* Your objective
For the entries below, the expected answer is the line with "filename crates/rebound-core/src/retry/cancel.rs", the line with "once it passes.", and every line between them, exactly as written, and nothing more.

* Given entries

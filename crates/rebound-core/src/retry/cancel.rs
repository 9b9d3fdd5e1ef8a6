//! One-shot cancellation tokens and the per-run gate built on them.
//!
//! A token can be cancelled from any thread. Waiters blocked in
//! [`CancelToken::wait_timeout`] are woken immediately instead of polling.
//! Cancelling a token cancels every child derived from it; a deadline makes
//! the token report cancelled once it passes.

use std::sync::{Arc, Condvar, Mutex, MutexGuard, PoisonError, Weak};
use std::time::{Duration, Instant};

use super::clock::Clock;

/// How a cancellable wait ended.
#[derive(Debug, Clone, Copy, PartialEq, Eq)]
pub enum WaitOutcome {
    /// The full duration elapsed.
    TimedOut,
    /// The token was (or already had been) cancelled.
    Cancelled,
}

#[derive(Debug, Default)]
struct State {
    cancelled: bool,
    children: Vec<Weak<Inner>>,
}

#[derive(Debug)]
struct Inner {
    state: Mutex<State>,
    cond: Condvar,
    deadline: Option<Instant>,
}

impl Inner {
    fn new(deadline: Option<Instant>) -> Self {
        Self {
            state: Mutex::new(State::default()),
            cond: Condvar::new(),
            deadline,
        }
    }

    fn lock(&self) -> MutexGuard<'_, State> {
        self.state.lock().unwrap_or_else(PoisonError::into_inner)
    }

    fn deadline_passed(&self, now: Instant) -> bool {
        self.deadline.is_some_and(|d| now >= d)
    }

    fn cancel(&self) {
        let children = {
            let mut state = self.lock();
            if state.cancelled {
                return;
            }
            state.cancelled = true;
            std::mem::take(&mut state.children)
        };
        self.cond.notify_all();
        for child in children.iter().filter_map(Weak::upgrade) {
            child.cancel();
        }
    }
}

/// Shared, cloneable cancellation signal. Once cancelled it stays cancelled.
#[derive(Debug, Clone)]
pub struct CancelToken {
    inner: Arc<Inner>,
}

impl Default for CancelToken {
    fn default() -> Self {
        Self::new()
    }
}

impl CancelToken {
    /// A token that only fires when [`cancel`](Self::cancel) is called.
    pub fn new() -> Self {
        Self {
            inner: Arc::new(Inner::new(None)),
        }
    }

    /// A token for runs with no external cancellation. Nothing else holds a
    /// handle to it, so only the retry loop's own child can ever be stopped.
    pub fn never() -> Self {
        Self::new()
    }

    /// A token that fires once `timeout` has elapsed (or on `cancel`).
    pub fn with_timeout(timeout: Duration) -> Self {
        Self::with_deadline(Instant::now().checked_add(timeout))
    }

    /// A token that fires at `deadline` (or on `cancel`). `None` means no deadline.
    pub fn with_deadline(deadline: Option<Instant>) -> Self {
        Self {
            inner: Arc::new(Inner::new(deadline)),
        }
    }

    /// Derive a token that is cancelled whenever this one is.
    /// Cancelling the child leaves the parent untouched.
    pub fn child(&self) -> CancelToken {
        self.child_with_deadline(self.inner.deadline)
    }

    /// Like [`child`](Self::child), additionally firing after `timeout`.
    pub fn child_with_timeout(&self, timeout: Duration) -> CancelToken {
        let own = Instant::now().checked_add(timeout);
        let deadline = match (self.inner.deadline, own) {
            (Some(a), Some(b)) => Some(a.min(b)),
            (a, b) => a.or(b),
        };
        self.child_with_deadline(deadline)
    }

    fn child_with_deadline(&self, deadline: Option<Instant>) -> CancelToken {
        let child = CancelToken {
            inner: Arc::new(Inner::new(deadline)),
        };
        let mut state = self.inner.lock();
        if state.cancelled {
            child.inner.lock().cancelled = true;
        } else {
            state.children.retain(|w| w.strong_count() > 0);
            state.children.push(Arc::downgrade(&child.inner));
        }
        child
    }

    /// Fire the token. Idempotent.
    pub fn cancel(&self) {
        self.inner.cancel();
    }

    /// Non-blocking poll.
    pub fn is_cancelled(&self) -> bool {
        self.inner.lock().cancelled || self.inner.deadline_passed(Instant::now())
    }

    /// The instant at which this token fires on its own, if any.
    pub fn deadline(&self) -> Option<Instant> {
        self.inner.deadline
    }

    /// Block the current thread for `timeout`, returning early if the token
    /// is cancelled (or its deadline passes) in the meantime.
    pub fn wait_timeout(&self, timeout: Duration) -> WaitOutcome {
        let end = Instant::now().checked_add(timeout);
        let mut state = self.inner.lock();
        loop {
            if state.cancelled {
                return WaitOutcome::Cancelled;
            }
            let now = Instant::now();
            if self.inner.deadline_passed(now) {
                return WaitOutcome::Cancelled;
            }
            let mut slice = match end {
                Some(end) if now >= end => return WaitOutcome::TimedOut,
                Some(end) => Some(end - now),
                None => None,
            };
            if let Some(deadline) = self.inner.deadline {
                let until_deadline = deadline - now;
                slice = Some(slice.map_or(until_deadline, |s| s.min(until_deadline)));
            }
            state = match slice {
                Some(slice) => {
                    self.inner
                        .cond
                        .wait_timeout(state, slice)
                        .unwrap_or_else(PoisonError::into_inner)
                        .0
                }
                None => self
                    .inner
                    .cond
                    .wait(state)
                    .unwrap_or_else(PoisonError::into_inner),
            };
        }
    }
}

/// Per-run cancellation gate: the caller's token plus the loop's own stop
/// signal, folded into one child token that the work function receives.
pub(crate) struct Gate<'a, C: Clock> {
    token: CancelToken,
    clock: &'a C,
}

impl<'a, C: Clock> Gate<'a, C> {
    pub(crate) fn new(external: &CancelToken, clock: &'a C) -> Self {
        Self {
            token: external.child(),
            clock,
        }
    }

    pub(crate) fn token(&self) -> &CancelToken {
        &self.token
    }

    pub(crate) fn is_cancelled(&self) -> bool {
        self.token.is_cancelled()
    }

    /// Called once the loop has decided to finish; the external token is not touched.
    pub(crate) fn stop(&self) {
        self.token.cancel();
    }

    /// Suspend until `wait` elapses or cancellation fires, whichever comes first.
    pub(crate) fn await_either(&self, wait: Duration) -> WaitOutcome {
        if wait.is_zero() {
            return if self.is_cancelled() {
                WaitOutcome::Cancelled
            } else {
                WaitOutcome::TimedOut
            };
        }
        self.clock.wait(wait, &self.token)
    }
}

==

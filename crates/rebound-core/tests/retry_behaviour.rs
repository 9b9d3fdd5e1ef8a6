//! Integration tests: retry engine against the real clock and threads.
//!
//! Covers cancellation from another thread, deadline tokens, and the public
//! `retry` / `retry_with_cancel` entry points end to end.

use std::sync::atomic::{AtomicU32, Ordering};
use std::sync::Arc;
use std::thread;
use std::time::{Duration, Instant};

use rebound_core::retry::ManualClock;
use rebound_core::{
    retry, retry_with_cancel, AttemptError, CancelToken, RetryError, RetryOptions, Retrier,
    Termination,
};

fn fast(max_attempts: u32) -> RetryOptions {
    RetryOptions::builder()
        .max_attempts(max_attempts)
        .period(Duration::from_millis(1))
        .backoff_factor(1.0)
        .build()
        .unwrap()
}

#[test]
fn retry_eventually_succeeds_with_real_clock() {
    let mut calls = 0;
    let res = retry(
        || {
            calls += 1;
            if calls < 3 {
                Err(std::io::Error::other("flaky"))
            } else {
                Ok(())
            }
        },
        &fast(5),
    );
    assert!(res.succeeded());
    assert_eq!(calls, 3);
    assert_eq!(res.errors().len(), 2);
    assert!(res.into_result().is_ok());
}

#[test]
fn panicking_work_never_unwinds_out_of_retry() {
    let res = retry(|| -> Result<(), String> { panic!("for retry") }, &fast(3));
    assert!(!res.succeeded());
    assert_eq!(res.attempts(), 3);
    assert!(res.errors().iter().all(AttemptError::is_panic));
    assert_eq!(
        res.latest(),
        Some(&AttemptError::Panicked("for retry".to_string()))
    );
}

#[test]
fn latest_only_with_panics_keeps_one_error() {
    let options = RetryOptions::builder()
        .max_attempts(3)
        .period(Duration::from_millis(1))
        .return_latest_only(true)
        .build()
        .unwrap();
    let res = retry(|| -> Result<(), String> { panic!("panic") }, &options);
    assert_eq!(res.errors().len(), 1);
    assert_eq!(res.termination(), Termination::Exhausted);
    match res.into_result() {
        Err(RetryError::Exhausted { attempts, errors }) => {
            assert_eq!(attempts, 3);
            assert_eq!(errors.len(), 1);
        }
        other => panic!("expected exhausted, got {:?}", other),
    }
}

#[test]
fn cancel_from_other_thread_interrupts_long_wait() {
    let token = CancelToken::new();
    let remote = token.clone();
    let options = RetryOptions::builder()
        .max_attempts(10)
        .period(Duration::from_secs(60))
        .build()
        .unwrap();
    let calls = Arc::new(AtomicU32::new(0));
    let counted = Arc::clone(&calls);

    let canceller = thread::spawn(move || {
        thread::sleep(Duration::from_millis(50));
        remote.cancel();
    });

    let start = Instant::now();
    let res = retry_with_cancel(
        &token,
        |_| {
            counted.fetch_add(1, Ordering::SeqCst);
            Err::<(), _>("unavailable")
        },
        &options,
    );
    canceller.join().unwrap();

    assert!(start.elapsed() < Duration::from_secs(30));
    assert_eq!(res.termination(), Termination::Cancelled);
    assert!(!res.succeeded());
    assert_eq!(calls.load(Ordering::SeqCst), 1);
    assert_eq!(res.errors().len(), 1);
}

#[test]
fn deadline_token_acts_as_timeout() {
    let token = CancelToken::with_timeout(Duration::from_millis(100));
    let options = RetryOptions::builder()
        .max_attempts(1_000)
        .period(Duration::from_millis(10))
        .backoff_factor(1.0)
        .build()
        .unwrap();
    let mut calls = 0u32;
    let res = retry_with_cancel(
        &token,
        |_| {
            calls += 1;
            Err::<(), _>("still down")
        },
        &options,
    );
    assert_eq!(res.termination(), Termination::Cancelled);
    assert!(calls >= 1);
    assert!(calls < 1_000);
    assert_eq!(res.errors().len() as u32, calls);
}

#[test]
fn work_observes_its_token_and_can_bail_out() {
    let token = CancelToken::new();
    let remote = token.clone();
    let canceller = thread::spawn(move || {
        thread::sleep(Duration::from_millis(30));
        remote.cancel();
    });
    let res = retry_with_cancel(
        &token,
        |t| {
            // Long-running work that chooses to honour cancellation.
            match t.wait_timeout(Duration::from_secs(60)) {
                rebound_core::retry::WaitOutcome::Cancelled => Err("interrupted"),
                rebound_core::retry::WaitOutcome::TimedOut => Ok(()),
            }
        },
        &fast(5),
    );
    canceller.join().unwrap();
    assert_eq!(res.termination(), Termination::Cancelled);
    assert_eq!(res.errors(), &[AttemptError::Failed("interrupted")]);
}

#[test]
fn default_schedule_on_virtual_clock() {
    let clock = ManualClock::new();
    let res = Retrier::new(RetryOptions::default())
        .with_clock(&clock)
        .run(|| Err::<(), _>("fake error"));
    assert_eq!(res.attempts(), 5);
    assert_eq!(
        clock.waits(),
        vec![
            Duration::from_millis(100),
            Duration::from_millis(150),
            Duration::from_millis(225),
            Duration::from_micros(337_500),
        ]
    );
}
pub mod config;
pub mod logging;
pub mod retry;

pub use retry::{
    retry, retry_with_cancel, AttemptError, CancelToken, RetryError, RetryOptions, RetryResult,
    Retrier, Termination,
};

* * *

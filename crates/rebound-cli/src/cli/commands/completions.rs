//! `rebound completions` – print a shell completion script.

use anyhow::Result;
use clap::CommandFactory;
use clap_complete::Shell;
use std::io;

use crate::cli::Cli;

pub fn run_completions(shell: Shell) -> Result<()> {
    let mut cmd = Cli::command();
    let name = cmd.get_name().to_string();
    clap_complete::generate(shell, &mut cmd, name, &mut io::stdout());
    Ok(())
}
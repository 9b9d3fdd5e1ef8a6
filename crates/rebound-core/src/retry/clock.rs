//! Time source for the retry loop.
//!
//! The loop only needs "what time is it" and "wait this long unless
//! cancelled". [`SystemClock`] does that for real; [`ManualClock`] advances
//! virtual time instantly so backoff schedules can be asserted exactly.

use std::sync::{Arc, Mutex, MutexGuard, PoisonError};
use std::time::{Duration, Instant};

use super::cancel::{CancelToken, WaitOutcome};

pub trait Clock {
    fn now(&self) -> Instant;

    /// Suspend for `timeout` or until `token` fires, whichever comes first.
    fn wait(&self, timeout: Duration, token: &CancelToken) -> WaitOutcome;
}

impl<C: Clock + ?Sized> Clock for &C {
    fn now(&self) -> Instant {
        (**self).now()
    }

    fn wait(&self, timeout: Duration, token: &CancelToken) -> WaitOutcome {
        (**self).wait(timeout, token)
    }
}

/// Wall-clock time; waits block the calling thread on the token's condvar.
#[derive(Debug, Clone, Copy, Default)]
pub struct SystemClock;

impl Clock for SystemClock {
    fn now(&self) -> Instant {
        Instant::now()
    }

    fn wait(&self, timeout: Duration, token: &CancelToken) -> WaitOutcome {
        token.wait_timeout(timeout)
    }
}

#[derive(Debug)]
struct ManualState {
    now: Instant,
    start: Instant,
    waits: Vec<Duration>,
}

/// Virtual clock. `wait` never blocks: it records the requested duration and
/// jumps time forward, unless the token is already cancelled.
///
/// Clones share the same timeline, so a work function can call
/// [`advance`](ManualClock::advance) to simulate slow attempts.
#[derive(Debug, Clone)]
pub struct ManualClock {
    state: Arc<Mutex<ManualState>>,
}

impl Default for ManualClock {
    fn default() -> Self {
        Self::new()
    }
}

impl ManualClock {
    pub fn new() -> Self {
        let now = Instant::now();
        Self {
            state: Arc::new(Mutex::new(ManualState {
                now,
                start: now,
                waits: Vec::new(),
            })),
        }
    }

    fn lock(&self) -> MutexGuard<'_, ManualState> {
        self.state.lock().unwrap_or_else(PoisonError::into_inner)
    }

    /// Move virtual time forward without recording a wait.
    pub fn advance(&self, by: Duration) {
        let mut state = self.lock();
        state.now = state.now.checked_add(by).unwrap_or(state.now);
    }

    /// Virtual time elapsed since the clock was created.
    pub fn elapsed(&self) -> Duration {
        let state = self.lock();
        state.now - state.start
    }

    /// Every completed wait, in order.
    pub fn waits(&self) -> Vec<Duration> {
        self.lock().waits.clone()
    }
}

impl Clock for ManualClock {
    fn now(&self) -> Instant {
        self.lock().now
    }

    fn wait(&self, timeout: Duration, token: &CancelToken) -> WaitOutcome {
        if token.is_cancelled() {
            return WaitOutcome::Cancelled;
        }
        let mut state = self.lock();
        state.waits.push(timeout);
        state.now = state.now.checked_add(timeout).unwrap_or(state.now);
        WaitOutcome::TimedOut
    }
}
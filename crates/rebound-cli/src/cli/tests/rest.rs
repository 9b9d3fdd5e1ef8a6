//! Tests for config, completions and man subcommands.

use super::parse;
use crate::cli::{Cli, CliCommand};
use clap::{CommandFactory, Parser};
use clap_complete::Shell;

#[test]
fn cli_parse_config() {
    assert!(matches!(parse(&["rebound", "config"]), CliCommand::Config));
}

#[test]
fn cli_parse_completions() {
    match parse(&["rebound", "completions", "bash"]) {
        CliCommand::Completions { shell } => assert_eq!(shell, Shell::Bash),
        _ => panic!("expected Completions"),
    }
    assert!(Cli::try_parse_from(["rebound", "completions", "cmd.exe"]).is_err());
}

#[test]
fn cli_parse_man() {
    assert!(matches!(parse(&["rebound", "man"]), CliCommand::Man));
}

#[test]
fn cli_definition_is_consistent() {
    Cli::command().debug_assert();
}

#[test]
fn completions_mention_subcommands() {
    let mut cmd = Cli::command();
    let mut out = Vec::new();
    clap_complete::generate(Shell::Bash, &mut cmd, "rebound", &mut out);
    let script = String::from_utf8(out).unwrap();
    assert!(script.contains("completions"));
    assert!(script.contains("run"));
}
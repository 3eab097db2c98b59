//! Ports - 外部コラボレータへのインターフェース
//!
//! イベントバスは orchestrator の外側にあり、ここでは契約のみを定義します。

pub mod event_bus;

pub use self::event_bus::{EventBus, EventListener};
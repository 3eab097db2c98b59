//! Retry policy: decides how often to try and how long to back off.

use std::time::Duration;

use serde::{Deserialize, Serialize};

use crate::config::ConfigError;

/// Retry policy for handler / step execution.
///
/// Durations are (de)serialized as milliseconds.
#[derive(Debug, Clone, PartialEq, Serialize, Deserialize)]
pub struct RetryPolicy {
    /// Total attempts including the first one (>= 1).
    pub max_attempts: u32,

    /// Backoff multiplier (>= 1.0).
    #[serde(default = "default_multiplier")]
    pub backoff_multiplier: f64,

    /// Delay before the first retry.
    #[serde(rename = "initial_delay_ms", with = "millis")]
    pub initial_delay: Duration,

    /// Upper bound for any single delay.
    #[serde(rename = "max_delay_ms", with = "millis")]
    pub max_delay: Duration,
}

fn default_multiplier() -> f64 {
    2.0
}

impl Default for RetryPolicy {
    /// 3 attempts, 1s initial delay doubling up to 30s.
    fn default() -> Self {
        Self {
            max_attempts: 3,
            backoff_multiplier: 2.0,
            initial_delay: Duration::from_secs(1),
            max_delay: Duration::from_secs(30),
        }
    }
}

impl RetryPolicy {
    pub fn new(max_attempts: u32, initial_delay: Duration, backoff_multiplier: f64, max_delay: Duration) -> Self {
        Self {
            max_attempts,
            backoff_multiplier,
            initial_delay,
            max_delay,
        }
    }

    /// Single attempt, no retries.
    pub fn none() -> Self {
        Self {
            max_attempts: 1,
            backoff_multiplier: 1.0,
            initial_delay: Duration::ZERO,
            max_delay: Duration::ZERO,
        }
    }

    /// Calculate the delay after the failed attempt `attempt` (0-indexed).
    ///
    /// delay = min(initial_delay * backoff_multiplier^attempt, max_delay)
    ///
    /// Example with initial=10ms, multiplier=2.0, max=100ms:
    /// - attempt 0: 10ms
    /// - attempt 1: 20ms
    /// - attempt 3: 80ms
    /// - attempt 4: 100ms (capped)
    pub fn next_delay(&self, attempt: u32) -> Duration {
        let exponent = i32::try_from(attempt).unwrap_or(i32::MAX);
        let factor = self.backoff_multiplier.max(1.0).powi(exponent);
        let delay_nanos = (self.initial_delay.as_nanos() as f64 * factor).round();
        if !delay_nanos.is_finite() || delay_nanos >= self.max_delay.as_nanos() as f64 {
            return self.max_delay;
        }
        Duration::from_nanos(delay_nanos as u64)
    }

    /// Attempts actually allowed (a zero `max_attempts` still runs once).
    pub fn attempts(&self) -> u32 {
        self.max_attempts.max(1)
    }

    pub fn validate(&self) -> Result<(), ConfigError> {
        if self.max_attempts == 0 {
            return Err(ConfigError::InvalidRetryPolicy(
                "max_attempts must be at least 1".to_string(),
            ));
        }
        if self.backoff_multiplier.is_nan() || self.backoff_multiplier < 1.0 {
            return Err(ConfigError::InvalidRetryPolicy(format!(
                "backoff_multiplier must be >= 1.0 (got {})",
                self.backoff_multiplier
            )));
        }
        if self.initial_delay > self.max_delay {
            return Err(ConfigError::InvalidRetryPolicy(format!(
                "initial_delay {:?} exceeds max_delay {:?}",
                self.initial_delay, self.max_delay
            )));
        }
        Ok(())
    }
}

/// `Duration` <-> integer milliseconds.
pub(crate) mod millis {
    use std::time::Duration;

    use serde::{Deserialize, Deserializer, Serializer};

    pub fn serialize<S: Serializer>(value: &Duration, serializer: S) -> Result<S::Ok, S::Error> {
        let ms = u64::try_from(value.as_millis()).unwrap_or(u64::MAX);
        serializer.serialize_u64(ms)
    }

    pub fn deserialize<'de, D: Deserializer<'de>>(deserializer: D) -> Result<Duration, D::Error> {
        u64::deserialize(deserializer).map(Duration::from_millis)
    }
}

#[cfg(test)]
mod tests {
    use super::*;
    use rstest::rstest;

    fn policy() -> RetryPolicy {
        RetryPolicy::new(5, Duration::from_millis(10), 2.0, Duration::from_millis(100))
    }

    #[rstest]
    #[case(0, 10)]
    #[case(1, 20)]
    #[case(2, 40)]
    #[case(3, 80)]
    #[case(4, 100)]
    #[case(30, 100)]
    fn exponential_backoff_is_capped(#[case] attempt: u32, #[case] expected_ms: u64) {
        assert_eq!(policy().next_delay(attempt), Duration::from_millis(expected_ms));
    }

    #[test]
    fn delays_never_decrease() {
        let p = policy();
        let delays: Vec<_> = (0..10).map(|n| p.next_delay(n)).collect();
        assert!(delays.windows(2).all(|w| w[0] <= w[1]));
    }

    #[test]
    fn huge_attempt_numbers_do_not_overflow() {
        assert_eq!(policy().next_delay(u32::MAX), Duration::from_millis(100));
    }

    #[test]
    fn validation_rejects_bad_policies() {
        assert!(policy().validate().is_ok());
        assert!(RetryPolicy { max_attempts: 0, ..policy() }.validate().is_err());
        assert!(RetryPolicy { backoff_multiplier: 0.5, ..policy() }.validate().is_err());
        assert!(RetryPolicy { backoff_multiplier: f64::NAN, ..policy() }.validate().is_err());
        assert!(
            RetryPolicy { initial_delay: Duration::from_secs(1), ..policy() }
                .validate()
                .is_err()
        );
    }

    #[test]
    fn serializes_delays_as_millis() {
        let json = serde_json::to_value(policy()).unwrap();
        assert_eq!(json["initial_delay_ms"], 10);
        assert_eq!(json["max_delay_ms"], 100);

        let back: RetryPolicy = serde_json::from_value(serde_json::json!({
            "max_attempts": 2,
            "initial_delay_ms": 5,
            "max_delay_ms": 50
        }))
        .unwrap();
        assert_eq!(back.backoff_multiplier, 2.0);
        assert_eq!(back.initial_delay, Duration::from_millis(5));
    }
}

* Solution to the exercise
filename crates/rebound-core/src/retry/cancel.rs
repository 9b9d3fdd5e1ef8a6
//! One-shot cancellation tokens and the per-run gate built on them.
//!
//! A token can be cancelled from any thread. Waiters blocked in
//! [`CancelToken::wait_timeout`] are woken immediately instead of polling.
//! Cancelling a token cancels every child derived from it; a deadline makes
//! the token report cancelled once it passes.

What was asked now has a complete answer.